[Stored data]

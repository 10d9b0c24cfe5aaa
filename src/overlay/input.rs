//! Decomposition of input geometries into labelled edges and topology
//! nodes.

use std::collections::BTreeMap;

use crate::error::GeometryError;
use crate::geometry::{Geometry, Location, Polygon};
use crate::graph::{Edge, Label};
use crate::math::{is_ccw, Coord, CoordKey};

/// One input geometry broken down for the overlay graph: labelled boundary
/// edges plus the isolated points and line endpoints that must become
/// graph nodes.
#[derive(Debug)]
pub struct InputGeometry {
    pub edges: Vec<Edge>,
    /// Topology nodes to inject, with their on location.
    pub nodes: Vec<(Coord, Location)>,
    pub dimension: u8,
}

impl InputGeometry {
    /// Extracts edges and nodes from a geometry, labelling them for input
    /// slot `geom_index`.
    pub fn extract(geometry: &Geometry, geom_index: usize) -> Result<Self, GeometryError> {
        let mut input = Self {
            edges: Vec::new(),
            nodes: Vec::new(),
            dimension: geometry.dimension(),
        };
        let mut endpoints: BTreeMap<CoordKey, usize> = BTreeMap::new();
        input.add_geometry(geometry, geom_index, &mut endpoints)?;
        // An endpoint shared by an odd number of line ends is on the
        // boundary; an even count puts it in the interior.
        for (key, count) in endpoints {
            let loc = if count % 2 == 1 {
                Location::Boundary
            } else {
                Location::Interior
            };
            input.nodes.push((key.0, loc));
        }
        Ok(input)
    }

    fn add_geometry(
        &mut self,
        geometry: &Geometry,
        geom_index: usize,
        endpoints: &mut BTreeMap<CoordKey, usize>,
    ) -> Result<(), GeometryError> {
        match geometry {
            Geometry::Point(c) => self.nodes.push((*c, Location::Interior)),
            Geometry::MultiPoint(pts) => {
                for c in pts {
                    self.nodes.push((*c, Location::Interior));
                }
            }
            Geometry::LineString(line) => self.add_line(line, geom_index, endpoints)?,
            Geometry::MultiLineString(lines) => {
                for line in lines {
                    self.add_line(line, geom_index, endpoints)?;
                }
            }
            Geometry::Polygon(poly) => self.add_polygon(poly, geom_index)?,
            Geometry::MultiPolygon(polys) => {
                for poly in polys {
                    self.add_polygon(poly, geom_index)?;
                }
            }
            Geometry::GeometryCollection(parts) => {
                for part in parts {
                    self.add_geometry(part, geom_index, endpoints)?;
                }
            }
        }
        Ok(())
    }

    fn add_line(
        &mut self,
        line: &[Coord],
        geom_index: usize,
        endpoints: &mut BTreeMap<CoordKey, usize>,
    ) -> Result<(), GeometryError> {
        if line.is_empty() {
            return Ok(());
        }
        let coords = remove_repeated(line);
        if coords.len() < 2 {
            return Err(GeometryError::TooFewCoordinates {
                min: 2,
                got: coords.len(),
            });
        }
        if coords.first() != coords.last() {
            for end in [coords[0], coords[coords.len() - 1]] {
                *endpoints.entry(CoordKey(end)).or_insert(0) += 1;
            }
        }
        self.edges
            .push(Edge::new(coords, Label::line(geom_index, Location::Interior)));
        Ok(())
    }

    fn add_polygon(&mut self, poly: &Polygon, geom_index: usize) -> Result<(), GeometryError> {
        if poly.shell.is_empty() {
            return Ok(());
        }
        self.add_ring(&poly.shell, geom_index, false)?;
        for hole in &poly.holes {
            self.add_ring(hole, geom_index, true)?;
        }
        Ok(())
    }

    /// Adds a polygon ring, labelled so the polygon interior lies on the
    /// correct side regardless of the ring's winding.
    fn add_ring(&mut self, ring: &[Coord], geom_index: usize, is_hole: bool) -> Result<(), GeometryError> {
        let mut coords = remove_repeated(ring);
        if coords.first() != coords.last() {
            if let Some(first) = coords.first().copied() {
                coords.push(first);
            }
        }
        if coords.len() < 4 {
            return Err(GeometryError::TooFewCoordinates {
                min: 4,
                got: coords.len(),
            });
        }
        // A CCW shell carries its interior on the left; a hole reverses
        // that, as does a CW winding.
        let interior_left = is_ccw(&coords) != is_hole;
        let (left, right) = if interior_left {
            (Location::Interior, Location::Exterior)
        } else {
            (Location::Exterior, Location::Interior)
        };
        self.edges.push(Edge::new(
            coords,
            Label::area(geom_index, Location::Boundary, left, right),
        ));
        Ok(())
    }
}

fn remove_repeated(coords: &[Coord]) -> Vec<Coord> {
    let mut out: Vec<Coord> = Vec::with_capacity(coords.len());
    for c in coords {
        if out.last() != Some(c) {
            out.push(*c);
        }
    }
    out
}
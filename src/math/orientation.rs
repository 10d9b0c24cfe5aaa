use super::Coord;

/// Robust orientation index of point `q` relative to the directed line
/// `p1 -> p2`.
///
/// Returns `1` if `q` lies to the left (counter-clockwise), `-1` if it lies
/// to the right (clockwise), and `0` if the three points are collinear.
/// Uses adaptive-precision arithmetic, so the sign is exact.
#[must_use]
pub fn orientation_index(p1: &Coord, p2: &Coord, q: &Coord) -> i32 {
    let det = robust::orient2d(
        robust::Coord { x: p1.x, y: p1.y },
        robust::Coord { x: p2.x, y: p2.y },
        robust::Coord { x: q.x, y: q.y },
    );
    if det > 0.0 {
        1
    } else if det < 0.0 {
        -1
    } else {
        0
    }
}

/// Signed area of a closed ring (shoelace formula).
///
/// Positive for counter-clockwise rings, negative for clockwise.
#[must_use]
pub fn signed_area(ring: &[Coord]) -> f64 {
    let n = ring.len();
    if n < 3 {
        return 0.0;
    }
    let mut sum = 0.0;
    for i in 0..n - 1 {
        sum += ring[i].x * ring[i + 1].y - ring[i + 1].x * ring[i].y;
    }
    // Close the ring if the input is not already closed.
    if ring[n - 1] != ring[0] {
        sum += ring[n - 1].x * ring[0].y - ring[0].x * ring[n - 1].y;
    }
    sum * 0.5
}

/// Tests whether a closed ring is oriented counter-clockwise.
///
/// Decided from the orientation at the topmost vertex, so the answer stays
/// exact even for rings whose signed area underflows.
#[must_use]
pub fn is_ccw(ring: &[Coord]) -> bool {
    let n = ring.len();
    if n < 4 {
        return false;
    }
    // Index of the vertex with maximum y (ignoring the duplicate closing point).
    let mut hi = 0;
    for i in 1..n - 1 {
        if ring[i].y > ring[hi].y {
            hi = i;
        }
    }
    // Nearest distinct vertex before the high point.
    let mut i_prev = hi;
    loop {
        i_prev = (i_prev + n - 2) % (n - 1);
        if ring[i_prev] != ring[hi] || i_prev == hi {
            break;
        }
    }
    // Nearest distinct vertex after the high point.
    let mut i_next = hi;
    loop {
        i_next = (i_next + 1) % (n - 1);
        if ring[i_next] != ring[hi] || i_next == hi {
            break;
        }
    }
    let prev = &ring[i_prev];
    let next = &ring[i_next];
    if prev == &ring[hi] || next == &ring[hi] || prev == next {
        // Degenerate ring (all points collapsed).
        return false;
    }
    let disc = orientation_index(prev, &ring[hi], next);
    if disc == 0 {
        // Collinear at the top: orientation follows the x ordering.
        prev.x > next.x
    } else {
        disc > 0
    }
}

/// Quadrant of the direction vector `p0 -> p1`.
///
/// Quadrants are numbered counter-clockwise: 0 = NE, 1 = NW, 2 = SW, 3 = SE.
/// The zero vector maps to quadrant 0.
#[must_use]
pub fn quadrant(p0: &Coord, p1: &Coord) -> u8 {
    let dx = p1.x - p0.x;
    let dy = p1.y - p0.y;
    if dx >= 0.0 {
        if dy >= 0.0 {
            0
        } else {
            3
        }
    } else if dy >= 0.0 {
        1
    } else {
        2
    }
}
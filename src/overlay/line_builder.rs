//! Collecting result line strings.

use std::collections::BTreeSet;

use super::polygon_builder::covered_by_areas;
use super::{is_result_of_op_on, BooleanOp};
use crate::geometry::Polygon;
use crate::graph::{Label, PlanarGraph};
use crate::math::Coord;

fn is_line_edge(label: &Label) -> bool {
    label.is_line_for(0) || label.is_line_for(1)
}

fn is_interior_area_edge(label: &Label) -> bool {
    use crate::geometry::Location;
    use crate::graph::Position;
    (0..2).all(|g| {
        label.is_area_for(g)
            && label.location(g, Position::Left) == Some(Location::Interior)
            && label.location(g, Position::Right) == Some(Location::Interior)
    })
}

fn midpoint_of_first_segment(coords: &[Coord]) -> Coord {
    Coord::new(
        (coords[0].x + coords[1].x) / 2.0,
        (coords[0].y + coords[1].y) / 2.0,
    )
}

/// Collects the edges that belong to the result as lines: line edges whose
/// on locations satisfy the operation, plus boundary sections where the two
/// area boundaries touch without enclosing common area (intersection only).
/// Edges already covered by the result polygons are dropped.
///
/// Returns the lines and the indices of the edges they came from.
pub fn build_lines(
    graph: &mut PlanarGraph,
    op: BooleanOp,
    result_areas: &[Polygon],
) -> (Vec<Vec<Coord>>, BTreeSet<usize>) {
    let mut lines = Vec::new();
    let mut line_edges = BTreeSet::new();
    for d in graph.dir_ids() {
        let de = &graph.dirs[d];
        if de.visited {
            continue;
        }
        let label = de.label;
        let edge_index = de.edge;
        let sym = de.sym;
        let in_result_area = de.in_result || graph.dirs[sym].in_result;

        let collect = if is_line_edge(&label) {
            is_result_of_op_on(label.on_location(0), label.on_location(1), op)
        } else {
            // An area edge cancelled out of the result marks boundaries
            // touching from both sides; intersection keeps the touch line.
            op == BooleanOp::Intersection
                && !in_result_area
                && !is_interior_area_edge(&label)
                && is_result_of_op_on(label.on_location(0), label.on_location(1), op)
        };
        if !collect {
            continue;
        }
        let midpoint = midpoint_of_first_segment(&graph.edges[edge_index].coords);
        if covered_by_areas(&midpoint, result_areas) {
            continue;
        }
        lines.push(graph.edges[edge_index].coords.clone());
        line_edges.insert(edge_index);
        graph.dirs[d].visited = true;
        graph.dirs[sym].visited = true;
    }
    (lines, line_edges)
}
#[cfg(test)]
#[allow(clippy::unwrap_used)]
mod tests {
    use approx::assert_relative_eq;

    use super::*;
    use crate::geometry::Polygon;
    use crate::math::{signed_area, Coord};

    fn c(x: f64, y: f64) -> Coord {
        Coord::new(x, y)
    }

    fn square(x0: f64, y0: f64, size: f64) -> Geometry {
        Geometry::Polygon(Polygon::new(
            vec![
                c(x0, y0),
                c(x0 + size, y0),
                c(x0 + size, y0 + size),
                c(x0, y0 + size),
                c(x0, y0),
            ],
            vec![],
        ))
    }

    fn area(geom: &Geometry) -> f64 {
        fn polygon_area(p: &Polygon) -> f64 {
            let shell = signed_area(&p.shell).abs();
            let holes: f64 = p.holes.iter().map(|h| signed_area(h).abs()).sum();
            shell - holes
        }
        match geom {
            Geometry::Polygon(p) => polygon_area(p),
            Geometry::MultiPolygon(ps) => ps.iter().map(polygon_area).sum(),
            Geometry::GeometryCollection(parts) => parts.iter().map(area).sum(),
            _ => 0.0,
        }
    }

    #[test]
    fn intersection_of_overlapping_squares() {
        let a = square(0.0, 0.0, 10.0);
        let b = square(5.0, 5.0, 10.0);
        let result = overlay(&a, &b, BooleanOp::Intersection).unwrap();
        assert_relative_eq!(area(&result), 25.0);
        assert_eq!(result, square(5.0, 5.0, 5.0));
    }

    #[test]
    fn union_of_overlapping_squares() {
        let a = square(0.0, 0.0, 10.0);
        let b = square(5.0, 5.0, 10.0);
        let result = overlay(&a, &b, BooleanOp::Union).unwrap();
        assert!(matches!(result, Geometry::Polygon(_)));
        assert_relative_eq!(area(&result), 175.0);
    }

    #[test]
    fn difference_of_overlapping_squares() {
        let a = square(0.0, 0.0, 10.0);
        let b = square(5.0, 5.0, 10.0);
        let result = overlay(&a, &b, BooleanOp::Difference).unwrap();
        assert_relative_eq!(area(&result), 75.0);
    }

    #[test]
    fn sym_difference_of_overlapping_squares() {
        let a = square(0.0, 0.0, 10.0);
        let b = square(5.0, 5.0, 10.0);
        let result = overlay(&a, &b, BooleanOp::SymDifference).unwrap();
        assert_relative_eq!(area(&result), 150.0);
        assert!(matches!(result, Geometry::MultiPolygon(ref ps) if ps.len() == 2));
    }

    #[test]
    fn intersection_with_self_is_identity() {
        let a = square(0.0, 0.0, 10.0);
        let result = overlay(&a, &a, BooleanOp::Intersection).unwrap();
        assert_eq!(result, a);
    }

    #[test]
    fn union_with_self_is_identity() {
        let a = square(0.0, 0.0, 10.0);
        let result = overlay(&a, &a, BooleanOp::Union).unwrap();
        assert_eq!(result, a);
    }

    #[test]
    fn difference_with_self_is_empty() {
        let a = square(0.0, 0.0, 10.0);
        let result = overlay(&a, &a, BooleanOp::Difference).unwrap();
        assert!(result.is_empty());
        assert_eq!(result.dimension(), 2);
    }

    #[test]
    fn sym_difference_with_self_is_empty() {
        let a = square(0.0, 0.0, 10.0);
        let result = overlay(&a, &a, BooleanOp::SymDifference).unwrap();
        assert!(result.is_empty());
    }

    #[test]
    fn union_with_empty_is_identity() {
        let a = square(0.0, 0.0, 10.0);
        let empty = Geometry::MultiPolygon(Vec::new());
        let result = overlay(&a, &empty, BooleanOp::Union).unwrap();
        assert_eq!(result, a);
    }

    #[test]
    fn disjoint_intersection_is_empty_with_min_dimension() {
        let a = square(0.0, 0.0, 10.0);
        let b = square(20.0, 20.0, 5.0);
        let result = overlay(&a, &b, BooleanOp::Intersection).unwrap();
        assert!(result.is_empty());
        assert_eq!(result.dimension(), 2);

        let line = Geometry::LineString(vec![c(20.0, 0.0), c(30.0, 0.0)]);
        let result = overlay(&a, &line, BooleanOp::Intersection).unwrap();
        assert!(result.is_empty());
        assert_eq!(result.dimension(), 1);
    }

    #[test]
    fn disjoint_union_keeps_both() {
        let a = square(0.0, 0.0, 10.0);
        let b = square(20.0, 20.0, 5.0);
        let result = overlay(&a, &b, BooleanOp::Union).unwrap();
        assert!(matches!(result, Geometry::MultiPolygon(ref ps) if ps.len() == 2));
        assert_relative_eq!(area(&result), 125.0);
    }

    #[test]
    fn corner_touching_intersection_is_a_point() {
        let a = square(0.0, 0.0, 5.0);
        let b = square(5.0, 5.0, 5.0);
        let result = overlay(&a, &b, BooleanOp::Intersection).unwrap();
        assert_eq!(result, Geometry::Point(c(5.0, 5.0)));
    }

    #[test]
    fn edge_touching_intersection_is_a_line() {
        let a = square(0.0, 0.0, 5.0);
        let b = square(5.0, 0.0, 5.0);
        let result = overlay(&a, &b, BooleanOp::Intersection).unwrap();
        match result {
            Geometry::LineString(coords) => {
                assert!(coords.contains(&c(5.0, 0.0)));
                assert!(coords.contains(&c(5.0, 5.0)));
            }
            other => unreachable!("expected a line, got {other:?}"),
        }
    }

    #[test]
    fn difference_cuts_a_hole() {
        let a = square(0.0, 0.0, 10.0);
        let b = square(2.0, 2.0, 6.0);
        let result = overlay(&a, &b, BooleanOp::Difference).unwrap();
        match result {
            Geometry::Polygon(ref p) => {
                assert_eq!(p.holes.len(), 1);
            }
            ref other => unreachable!("expected a polygon, got {other:?}"),
        }
        assert_relative_eq!(area(&result), 64.0);
    }

    #[test]
    fn line_clipped_by_polygon() {
        let a = Geometry::LineString(vec![c(-5.0, 5.0), c(15.0, 5.0)]);
        let b = square(0.0, 0.0, 10.0);
        let result = overlay(&a, &b, BooleanOp::Intersection).unwrap();
        assert_eq!(result, Geometry::LineString(vec![c(0.0, 5.0), c(10.0, 5.0)]));
    }

    #[test]
    fn line_difference_keeps_outside_parts() {
        let a = Geometry::LineString(vec![c(-5.0, 5.0), c(15.0, 5.0)]);
        let b = square(0.0, 0.0, 10.0);
        let result = overlay(&a, &b, BooleanOp::Difference).unwrap();
        assert!(matches!(result, Geometry::MultiLineString(ref ls) if ls.len() == 2));
    }

    #[test]
    fn union_absorbs_interior_line() {
        let a = square(0.0, 0.0, 10.0);
        let line = Geometry::LineString(vec![c(2.0, 2.0), c(8.0, 8.0)]);
        let result = overlay(&a, &line, BooleanOp::Union).unwrap();
        assert_eq!(result, a);
    }

    #[test]
    fn collinear_line_intersection() {
        let a = Geometry::LineString(vec![c(0.0, 0.0), c(10.0, 0.0)]);
        let b = Geometry::LineString(vec![c(5.0, 0.0), c(15.0, 0.0)]);
        let result = overlay(&a, &b, BooleanOp::Intersection).unwrap();
        assert_eq!(result, Geometry::LineString(vec![c(5.0, 0.0), c(10.0, 0.0)]));
    }

    #[test]
    fn crossing_lines_intersect_in_a_point() {
        let a = Geometry::LineString(vec![c(0.0, 0.0), c(10.0, 10.0)]);
        let b = Geometry::LineString(vec![c(0.0, 10.0), c(10.0, 0.0)]);
        let result = overlay(&a, &b, BooleanOp::Intersection).unwrap();
        assert_eq!(result, Geometry::Point(c(5.0, 5.0)));
    }

    #[test]
    fn point_in_polygon_intersection() {
        let p = Geometry::Point(c(5.0, 5.0));
        let b = square(0.0, 0.0, 10.0);
        let result = overlay(&p, &b, BooleanOp::Intersection).unwrap();
        assert_eq!(result, Geometry::Point(c(5.0, 5.0)));
    }

    #[test]
    fn point_outside_polygon_intersection_is_empty() {
        let p = Geometry::Point(c(50.0, 50.0));
        let b = square(0.0, 0.0, 10.0);
        let result = overlay(&p, &b, BooleanOp::Intersection).unwrap();
        assert!(result.is_empty());
        assert_eq!(result.dimension(), 0);
    }

    #[test]
    fn union_absorbs_interior_point() {
        let a = square(0.0, 0.0, 10.0);
        let p = Geometry::Point(c(5.0, 5.0));
        let result = overlay(&a, &p, BooleanOp::Union).unwrap();
        assert_eq!(result, a);
    }

    #[test]
    fn point_difference_against_covering_polygon_is_empty() {
        let p = Geometry::Point(c(5.0, 5.0));
        let b = square(0.0, 0.0, 10.0);
        let result = overlay(&p, &b, BooleanOp::Difference).unwrap();
        assert!(result.is_empty());
        assert_eq!(result.dimension(), 0);
    }

    #[test]
    fn result_rings_are_normalized() {
        let a = square(0.0, 0.0, 10.0);
        let b = square(5.0, 5.0, 10.0);
        let result = overlay(&a, &b, BooleanOp::Intersection).unwrap();
        match result {
            Geometry::Polygon(p) => {
                assert_eq!(p.shell[0], c(5.0, 5.0));
                assert!(crate::math::is_ccw(&p.shell));
            }
            other => unreachable!("expected a polygon, got {other:?}"),
        }
    }

    #[test]
    fn degenerate_input_is_rejected() {
        let bad = Geometry::Polygon(Polygon::new(vec![c(0.0, 0.0), c(1.0, 1.0), c(0.0, 0.0)], vec![]));
        let b = square(0.0, 0.0, 10.0);
        assert!(overlay(&bad, &b, BooleanOp::Union).is_err());
    }

    #[test]
    fn op_membership_truth_table() {
        let locs = [Location::Interior, Location::Boundary, Location::Exterior];
        for l0 in locs {
            for l1 in locs {
                let in0 = l0 != Location::Exterior;
                let in1 = l1 != Location::Exterior;
                let at = |op| is_result_of_op_on(Some(l0), Some(l1), op);
                assert_eq!(at(BooleanOp::Intersection), in0 && in1);
                assert_eq!(at(BooleanOp::Union), in0 || in1);
                assert_eq!(at(BooleanOp::Difference), in0 && !in1);
                assert_eq!(at(BooleanOp::SymDifference), in0 != in1);
            }
        }
        // Undefined locations count as exterior.
        assert!(!is_result_of_op_on(None, Some(Location::Interior), BooleanOp::Intersection));
        assert!(is_result_of_op_on(None, Some(Location::Interior), BooleanOp::Union));
    }

    #[test]
    fn validation_toggle_round_trips() {
        assert!(noding_validation());
        set_noding_validation(false);
        assert!(!noding_validation());
        set_noding_validation(true);
    }
}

Directions for this task:
Only the number is wanted: count the lines of the records that hold the word "filename".

Answer to this problem:
3